▶ **Work request**
From the entries below, gather every line containing the string "immutable".

+++

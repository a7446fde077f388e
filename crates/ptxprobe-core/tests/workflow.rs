use pretty_assertions::assert_eq;
use ptxprobe_core::search::find_in_file_with_config;
use ptxprobe_core::{
    analyze_file, diff_files, extract_strings_from_file, find_in_file, guess_fields_in_file,
    load_file, BinaryDiff, ByteOrder, Encoding, Error, FieldGuesser, MarkerSearch, SearchConfig,
    StringTableScanner, DEFAULT_MARKER_TERMS,
};
use std::fs;
use std::path::{Path, PathBuf};
use tempfile::TempDir;

/// A baseline session and the same session after adding markers
fn write_sessions(dir: &Path) -> (PathBuf, PathBuf) {
    let mut baseline = b"PTX\x01\x01\x00\x00\x00session\xFF".to_vec();
    while baseline.len() % 4 != 0 {
        baseline.push(0);
    }

    let mut variant = baseline.clone();
    // Marker table: a UTF-16LE name followed by its sample position
    for (name, seconds) in [("Intro", 30u32), ("Chorus", 60)] {
        let mut entry: Vec<u8> = name.encode_utf16().flat_map(u16::to_le_bytes).collect();
        while entry.len() % 4 != 0 {
            entry.push(0);
        }
        entry.extend_from_slice(&(seconds * 44_100).to_le_bytes());
        variant.extend_from_slice(&entry);
    }

    let a = dir.join("empty_test.ptx");
    let b = dir.join("test_with_markers.ptx");
    fs::write(&a, &baseline).unwrap();
    fs::write(&b, &variant).unwrap();
    (a, b)
}

#[test]
fn test_markers_found_in_variant_only() {
    let dir = TempDir::new().unwrap();
    let (a, b) = write_sessions(dir.path());

    assert!(find_in_file(&a, DEFAULT_MARKER_TERMS).unwrap().is_empty());

    let found = find_in_file(&b, DEFAULT_MARKER_TERMS).unwrap();
    let summary: Vec<(&str, Encoding)> = found
        .iter()
        .map(|o| (o.term.as_str(), o.encoding))
        .collect();
    assert_eq!(
        summary,
        vec![("Intro", Encoding::WideLe), ("Chorus", Encoding::WideLe)]
    );
}

#[test]
fn test_verbatim_term_is_found_at_its_offset() {
    let dir = TempDir::new().unwrap();
    let path = dir.path().join("narrow.ptx");
    let mut raw = vec![0x11u8; 37];
    raw.extend_from_slice(b"Verse 1");
    raw.extend_from_slice(&[0x22; 5]);
    fs::write(&path, &raw).unwrap();

    let found =
        find_in_file_with_config(&path, &["Verse 1"], SearchConfig::new().context_radius(3))
            .unwrap();
    assert_eq!(found.len(), 1);
    assert_eq!(found[0].position, 37);
    assert_eq!(found[0].encoding, Encoding::Narrow);
    assert_eq!(found[0].context(), b"\x11\x11\x11Verse 1\x22\x22\x22");
}

#[test]
fn test_diff_locates_appended_marker_table() {
    let dir = TempDir::new().unwrap();
    let (a, b) = write_sessions(dir.path());

    let report = diff_files(&a, &b).unwrap();
    assert_eq!(report.size_delta, 32);
    assert_eq!(report.first_difference_offset(), None);

    let trailing = report.trailing_extra_bytes().unwrap();
    assert_eq!(&trailing[..4], b"I\0n\0");
}

#[test]
fn test_fields_and_strings_from_file() {
    let dir = TempDir::new().unwrap();
    let (_, b) = write_sessions(dir.path());

    let fields = guess_fields_in_file(&b, 44_100.0).unwrap();
    // The UTF-16 names read as plausible counts too; look at the value slots
    let positions: Vec<(usize, ByteOrder, f64)> = fields
        .iter()
        .filter(|f| f.offset == 28 || f.offset == 44)
        .map(|f| (f.offset, f.byte_order, f.seconds))
        .collect();
    assert_eq!(
        positions,
        vec![(28, ByteOrder::Little, 30.0), (44, ByteOrder::Little, 60.0)]
    );

    let strings = extract_strings_from_file(&b).unwrap();
    assert_eq!(strings[0].text, "PTX");
    assert_eq!(strings[1].text, "session");
    assert_eq!(strings[1].start_offset, 8);
}

#[test]
fn test_analyze_file() {
    let dir = TempDir::new().unwrap();
    let (a, _) = write_sessions(dir.path());

    let report = analyze_file(&a).unwrap();
    assert_eq!(report.header.total_len, 16);
    assert_eq!(report.strings.len(), 2);
}

#[test]
fn test_missing_file_is_reported_with_path() {
    let dir = TempDir::new().unwrap();
    let (a, _) = write_sessions(dir.path());
    let missing = dir.path().join("missing.ptx");

    for err in [
        find_in_file(&missing, DEFAULT_MARKER_TERMS).unwrap_err(),
        diff_files(&a, &missing).unwrap_err(),
        diff_files(&missing, &a).unwrap_err(),
    ] {
        assert!(matches!(err, Error::FileRead { .. }));
        assert_eq!(err.path(), Some(missing.as_path()));
        assert!(err.is_recoverable());
    }
}

#[test]
fn test_invalid_sample_rate_is_rejected_before_reading() {
    let dir = TempDir::new().unwrap();
    let missing = dir.path().join("missing.ptx");
    let err = guess_fields_in_file(&missing, 0.0).unwrap_err();
    assert!(matches!(err, Error::InvalidSampleRate { .. }));
}

#[test]
fn test_primitives_are_idempotent() {
    let dir = TempDir::new().unwrap();
    let (a, b) = write_sessions(dir.path());
    let a = load_file(a).unwrap();
    let b = load_file(b).unwrap();

    let search = MarkerSearch::new();
    assert_eq!(
        search.find(&b, DEFAULT_MARKER_TERMS),
        search.find(&b, DEFAULT_MARKER_TERMS)
    );

    let scanner = StringTableScanner::new();
    assert_eq!(scanner.extract(&b), scanner.extract(&b));

    let guesser = FieldGuesser::new();
    assert!(!guesser.guess(&b).is_empty());
    assert_eq!(guesser.guess(&b), guesser.guess(&b));

    let diff = BinaryDiff::new();
    assert_eq!(diff.diff(&a, &b), diff.diff(&a, &b));
    assert!(diff.diff(&b, &b).is_identical());
}

#[cfg(feature = "serde")]
#[test]
fn test_findings_serialize_bytes_as_hex() {
    use bytes::Bytes;

    let a = Bytes::from_static(&[1, 2, 3]);
    let b = Bytes::from_static(&[1, 2, 3, 0xAB]);
    let json = serde_json::to_value(BinaryDiff::new().diff(&a, &b)).unwrap();
    assert_eq!(json["size_delta"], 1);
    assert_eq!(json["trailing"]["preview"], "ab");
    assert_eq!(json["trailing"]["side"], "B");
    assert_eq!(json["trailing"]["ascii"], "");
}
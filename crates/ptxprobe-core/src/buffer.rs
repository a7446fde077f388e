//! Loading files into memory and cutting context windows out of them.
//!
//! Every primitive in this crate works on a fully loaded, immutable buffer.
//! Buffers are [`Bytes`], so context windows handed back in findings are
//! zero-copy views into the caller's buffer rather than fresh allocations.

use crate::error::{Error, Result};
use bytes::Bytes;
use std::ops::Range;
use std::path::Path;
use tracing::{debug, trace};

/// Default number of header bytes shown by [`HeaderPreview`]
pub const DEFAULT_HEADER_LEN: usize = 100;

/// Read a whole file into an immutable buffer.
///
/// The file handle lives only for the duration of the read and is released
/// on every exit path, including failure.
pub fn load_file(path: impl AsRef<Path>) -> Result<Bytes> {
    let path = path.as_ref();
    trace!("Reading {}", path.display());
    let data = std::fs::read(path).map_err(|e| Error::file_read(path, e))?;
    debug!("Loaded {} bytes from {}", data.len(), path.display());
    Ok(Bytes::from(data))
}

/// Byte range of a context window around `start..start + len`.
///
/// The window extends `radius` bytes on either side of the match and is
/// clamped to `0..limit`.
pub fn window_range(limit: usize, start: usize, len: usize, radius: usize) -> Range<usize> {
    let lo = start.saturating_sub(radius).min(limit);
    let hi = start
        .saturating_add(len)
        .saturating_add(radius)
        .min(limit)
        .max(lo);
    lo..hi
}

/// Cut a context window around `start..start + len` out of `data`.
pub fn context_window(data: &Bytes, start: usize, len: usize, radius: usize) -> Bytes {
    data.slice(window_range(data.len(), start, len, radius))
}

/// The first bytes of a buffer, kept for eyeballing magic numbers and
/// header layout.
#[derive(Debug, Clone, PartialEq, Eq)]
#[cfg_attr(feature = "serde", derive(serde::Serialize))]
pub struct HeaderPreview {
    /// Total size of the buffer the preview was taken from
    pub total_len: usize,
    /// The leading bytes
    #[cfg_attr(feature = "serde", serde(serialize_with = "crate::render::serialize_hex"))]
    pub bytes: Bytes,
}

impl HeaderPreview {
    /// Take the first `len` bytes of `data` (fewer if the buffer is shorter)
    pub fn new(data: &Bytes, len: usize) -> Self {
        Self {
            total_len: data.len(),
            bytes: data.slice(..len.min(data.len())),
        }
    }

    /// Returns the previewed bytes
    pub fn as_bytes(&self) -> &[u8] {
        &self.bytes
    }
}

+++

▶ **Result below**
//! Every primitive in this crate works on a fully loaded, immutable buffer.
/// Read a whole file into an immutable buffer.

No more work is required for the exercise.